Lumo bellte leise, als hätte er es gewusst.


Am Heiligabend war der Therapieraum festlich geschmückt. Lichterketten, Zimtduft, ein kleiner Weihnachtsbaum mit selbst gebasteltem Schmuck. Die Kinder sangen. Einige saßen im Kreis, andere lagen auf Matten.

Luisa war müde, aber glücklich.

Ihr Vater saß neben ihr, trank heißen Kakao.

„Du bist weit gekommen“, sagte er leise.

„Noch nicht weit genug.“

„Doch“, sagte er. „Du hast angefangen zu laufen und das ist der schwerste Teil.“

Sie dachte nach.

„Ich glaube, Lumo hat das zuerst gemacht. In meinem Herzen.“


Als sie ins Zimmer zurückkamen, lag ein kleines Geschenk auf dem Bett. In Packpapier eingewickelt, mit einer roten Schleife. Kein Absender.
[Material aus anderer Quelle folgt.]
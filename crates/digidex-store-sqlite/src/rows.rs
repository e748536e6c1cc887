//! Row mappers and the relation loaders used by the single-item read.
//!
//! Column order in every `SELECT` must match the mapper it is paired with.

use digidex_core::digimon::{
  Description, Digimon, DigimonRelations, Digivolution, LookupItem, LookupKind, Skill,
};
use rusqlite::{Connection, Row};

use crate::query::join_table;

pub const DIGIMON_COLUMNS: &str = "d.id, d.name, d.xantibody, d.release_date";

pub fn digimon(row: &Row<'_>) -> rusqlite::Result<Digimon> {
  Ok(Digimon {
    id:           row.get(0)?,
    name:         row.get(1)?,
    xantibody:    row.get(2)?,
    release_date: row.get(3)?,
    relations:    None,
  })
}

pub fn lookup_item(row: &Row<'_>) -> rusqlite::Result<LookupItem> {
  Ok(LookupItem { id: row.get(0)?, name: row.get(1)? })
}

pub fn skill(row: &Row<'_>) -> rusqlite::Result<Skill> {
  Ok(Skill {
    id:          row.get(0)?,
    name:        row.get(1)?,
    description: row.get(2)?,
  })
}

fn description(row: &Row<'_>) -> rusqlite::Result<Description> {
  Ok(Description {
    id:          row.get(0)?,
    id_digimon:  row.get(1)?,
    origin:      row.get(2)?,
    language:    row.get(3)?,
    description: row.get(4)?,
  })
}

fn digivolution(row: &Row<'_>) -> rusqlite::Result<Digivolution> {
  Ok(Digivolution {
    id_digimon_prior:   row.get(0)?,
    id_digimon_next:    row.get(1)?,
    digimon_prior_name: row.get(2)?,
    digimon_next_name:  row.get(3)?,
    condition:          row.get(4)?,
  })
}

// ─── Relation loaders ────────────────────────────────────────────────────────

fn linked_lookups(
  conn: &Connection,
  kind: LookupKind,
  id_digimon: i64,
) -> rusqlite::Result<Vec<LookupItem>> {
  let (join, column) = join_table(kind);
  let sql = format!(
    "SELECT l.id, l.name
     FROM \"{kind}\" l
     JOIN {join} j ON j.{column} = l.id
     WHERE j.id_digimon = ?1
     ORDER BY l.id"
  );
  let mut stmt = conn.prepare(&sql)?;
  let items = stmt
    .query_map([id_digimon], lookup_item)?
    .collect::<rusqlite::Result<Vec<_>>>()?;
  Ok(items)
}

fn linked_skills(conn: &Connection, id_digimon: i64) -> rusqlite::Result<Vec<Skill>> {
  let mut stmt = conn.prepare(
    "SELECT s.id, s.name, s.description
     FROM skill s
     JOIN digimon_skill j ON j.id_skill = s.id
     WHERE j.id_digimon = ?1
     ORDER BY s.id",
  )?;
  let items = stmt
    .query_map([id_digimon], skill)?
    .collect::<rusqlite::Result<Vec<_>>>()?;
  Ok(items)
}

fn descriptions(conn: &Connection, id_digimon: i64) -> rusqlite::Result<Vec<Description>> {
  let mut stmt = conn.prepare(
    "SELECT id, id_digimon, origin, language, description
     FROM digimon_description
     WHERE id_digimon = ?1
     ORDER BY id",
  )?;
  let items = stmt
    .query_map([id_digimon], description)?
    .collect::<rusqlite::Result<Vec<_>>>()?;
  Ok(items)
}

/// Edges touching `id_digimon` on the given side (`id_digimon_prior` or
/// `id_digimon_next`), with both endpoint names resolved.
fn edges(
  conn: &Connection,
  side: &'static str,
  id_digimon: i64,
) -> rusqlite::Result<Vec<Digivolution>> {
  let sql = format!(
    "SELECT e.id_digimon_prior, e.id_digimon_next, p.name, n.name, e.condition
     FROM digivolution e
     JOIN digimon p ON p.id = e.id_digimon_prior
     JOIN digimon n ON n.id = e.id_digimon_next
     WHERE e.{side} = ?1
     ORDER BY e.id_digimon_prior, e.id_digimon_next"
  );
  let mut stmt = conn.prepare(&sql)?;
  let items = stmt
    .query_map([id_digimon], digivolution)?
    .collect::<rusqlite::Result<Vec<_>>>()?;
  Ok(items)
}

/// Load every collection attached to `id_digimon`.
pub fn relations(conn: &Connection, id_digimon: i64) -> rusqlite::Result<DigimonRelations> {
  Ok(DigimonRelations {
    levels:          linked_lookups(conn, LookupKind::Level, id_digimon)?,
    fields:          linked_lookups(conn, LookupKind::Field, id_digimon)?,
    attributes:      linked_lookups(conn, LookupKind::Attribute, id_digimon)?,
    types:           linked_lookups(conn, LookupKind::Type, id_digimon)?,
    skills:          linked_skills(conn, id_digimon)?,
    descriptions:    descriptions(conn, id_digimon)?,
    digivolved_from: edges(conn, "id_digimon_next", id_digimon)?,
    digivolve_to:    edges(conn, "id_digimon_prior", id_digimon)?,
  })
}
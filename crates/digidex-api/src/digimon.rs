//! Handlers for `/digimon` endpoints.
//!
//! | Method | Path | Notes |
//! |--------|------|-------|
//! | `GET`  | `/digimon` | Paged; optional filters, see [`ListParams`] |
//! | `GET`  | `/digimon/{id_or_name}` | Integer id, otherwise exact name; 404 if not found |

use axum::{
  Json,
  extract::{Path, Query, State},
};
use digidex_core::{
  digimon::DigimonRef,
  pagination::{PageRequest, build_pagination},
  store::{CatalogStore, DigimonQuery},
};
use serde::Deserialize;

use crate::{
  AppState,
  error::ApiError,
  params::{default_page, lenient_bool},
  view::{DigimonDetailOut, DigimonSummaryOut, Page, assemble_detail},
};

/// Prefix of the page links for this listing.
const LINK_PATH: &str = "/digimon?";

// ─── List ─────────────────────────────────────────────────────────────────────

#[derive(Debug, Deserialize)]
pub struct ListParams {
  #[serde(default = "default_page")]
  pub page:            i64,
  #[serde(default = "default_page_size")]
  pub page_size:       i64,
  #[serde(default, deserialize_with = "lenient_bool")]
  pub xantibody:       Option<bool>,
  pub name_contains:   Option<String>,
  pub id_type:         Option<i64>,
  pub id_field:        Option<i64>,
  pub id_level:        Option<i64>,
  pub id_attribute:    Option<i64>,
  /// Only digimon that evolve from this id.
  pub digivolved_from: Option<i64>,
  /// Only digimon that evolve into this id.
  pub digivolve_to:    Option<i64>,
}

fn default_page_size() -> i64 { 10 }

impl ListParams {
  fn into_query(self, page: PageRequest) -> DigimonQuery {
    DigimonQuery {
      xantibody: self.xantibody,
      name_contains: self.name_contains,
      id_type: self.id_type,
      id_field: self.id_field,
      id_level: self.id_level,
      id_attribute: self.id_attribute,
      digivolved_from: self.digivolved_from,
      digivolve_to: self.digivolve_to,
      page,
    }
  }
}

/// `GET /digimon[?page=..][&page_size=..][&xantibody=..][&name_contains=..]...`
///
/// `total_page` is computed from the unfiltered digimon count.
pub async fn list<S>(
  State(state): State<AppState<S>>,
  Query(params): Query<ListParams>,
) -> Result<Json<Page<DigimonSummaryOut>>, ApiError>
where
  S: CatalogStore + Clone + Send + Sync + 'static,
  S::Error: std::error::Error + Send + Sync + 'static,
{
  let page = PageRequest::new(params.page, params.page_size, state.max_page_size)?;
  let query = params.into_query(page);

  let digimon = state
    .store
    .list_digimon(&query)
    .await
    .map_err(|e| ApiError::Store(Box::new(e)))?;
  let total = state
    .store
    .count_digimon()
    .await
    .map_err(|e| ApiError::Store(Box::new(e)))?;

  let pagination =
    build_pagination(LINK_PATH, total, page, digimon.len(), &query.link_params());
  let content = digimon
    .iter()
    .map(|d| DigimonSummaryOut::new(d, &state.images))
    .collect();

  Ok(Json(Page { content, pagination }))
}

// ─── Get one ──────────────────────────────────────────────────────────────────

/// `GET /digimon/{id_or_name}`
pub async fn get_one<S>(
  State(state): State<AppState<S>>,
  Path(id_or_name): Path<String>,
) -> Result<Json<DigimonDetailOut>, ApiError>
where
  S: CatalogStore + Clone + Send + Sync + 'static,
  S::Error: std::error::Error + Send + Sync + 'static,
{
  let key = DigimonRef::parse(&id_or_name);
  let digimon = state
    .store
    .get_digimon(&key)
    .await
    .map_err(|e| ApiError::Store(Box::new(e)))?
    .ok_or_else(|| ApiError::NotFound(format!("digimon with {key} not found")))?;

  Ok(Json(assemble_detail(digimon, &state.images)))
}
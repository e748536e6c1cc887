//! API error type and [`axum::response::IntoResponse`] implementation.

use axum::{
  Json,
  http::StatusCode,
  response::{IntoResponse, Response},
};
use serde_json::json;
use thiserror::Error;

/// An error returned by an API handler.
#[derive(Debug, Error)]
pub enum ApiError {
  #[error("not found: {0}")]
  NotFound(String),

  #[error("bad request: {0}")]
  BadRequest(String),

  #[error("store error: {0}")]
  Store(#[source] Box<dyn std::error::Error + Send + Sync>),
}

impl From<digidex_core::Error> for ApiError {
  fn from(e: digidex_core::Error) -> Self { ApiError::BadRequest(e.to_string()) }
}

impl IntoResponse for ApiError {
  fn into_response(self) -> Response {
    let (status, message) = match &self {
      ApiError::NotFound(m) => (StatusCode::NOT_FOUND, m.clone()),
      ApiError::BadRequest(m) => (StatusCode::BAD_REQUEST, m.clone()),
      ApiError::Store(e) => {
        tracing::error!(error = %e, "store failure");
        (StatusCode::INTERNAL_SERVER_ERROR, e.to_string())
      }
    };
    (status, Json(json!({ "error": message }))).into_response()
  }
}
Sie öffnete es vorsichtig.

Darin lag eine selbstgenähte Mütze. Und ein kleiner Zettel.

Für dein nächstes Ziel. Die Welt da draußen wartet.

Luisa drehte den Zettel um. Hinten war ein Abdruck, eine Hundepfote, in Stempelfarbe.

Sie legte die Mütze auf ihr Kopfkissen, dann nahm sie Lumo sanft in den Arm.

„Wir sind noch nicht fertig, du und ich.“


Und als die Glocke zur Mitternachtsmesse läutete, wusste sie plötzlich, wohin der nächste Schritt führen musste.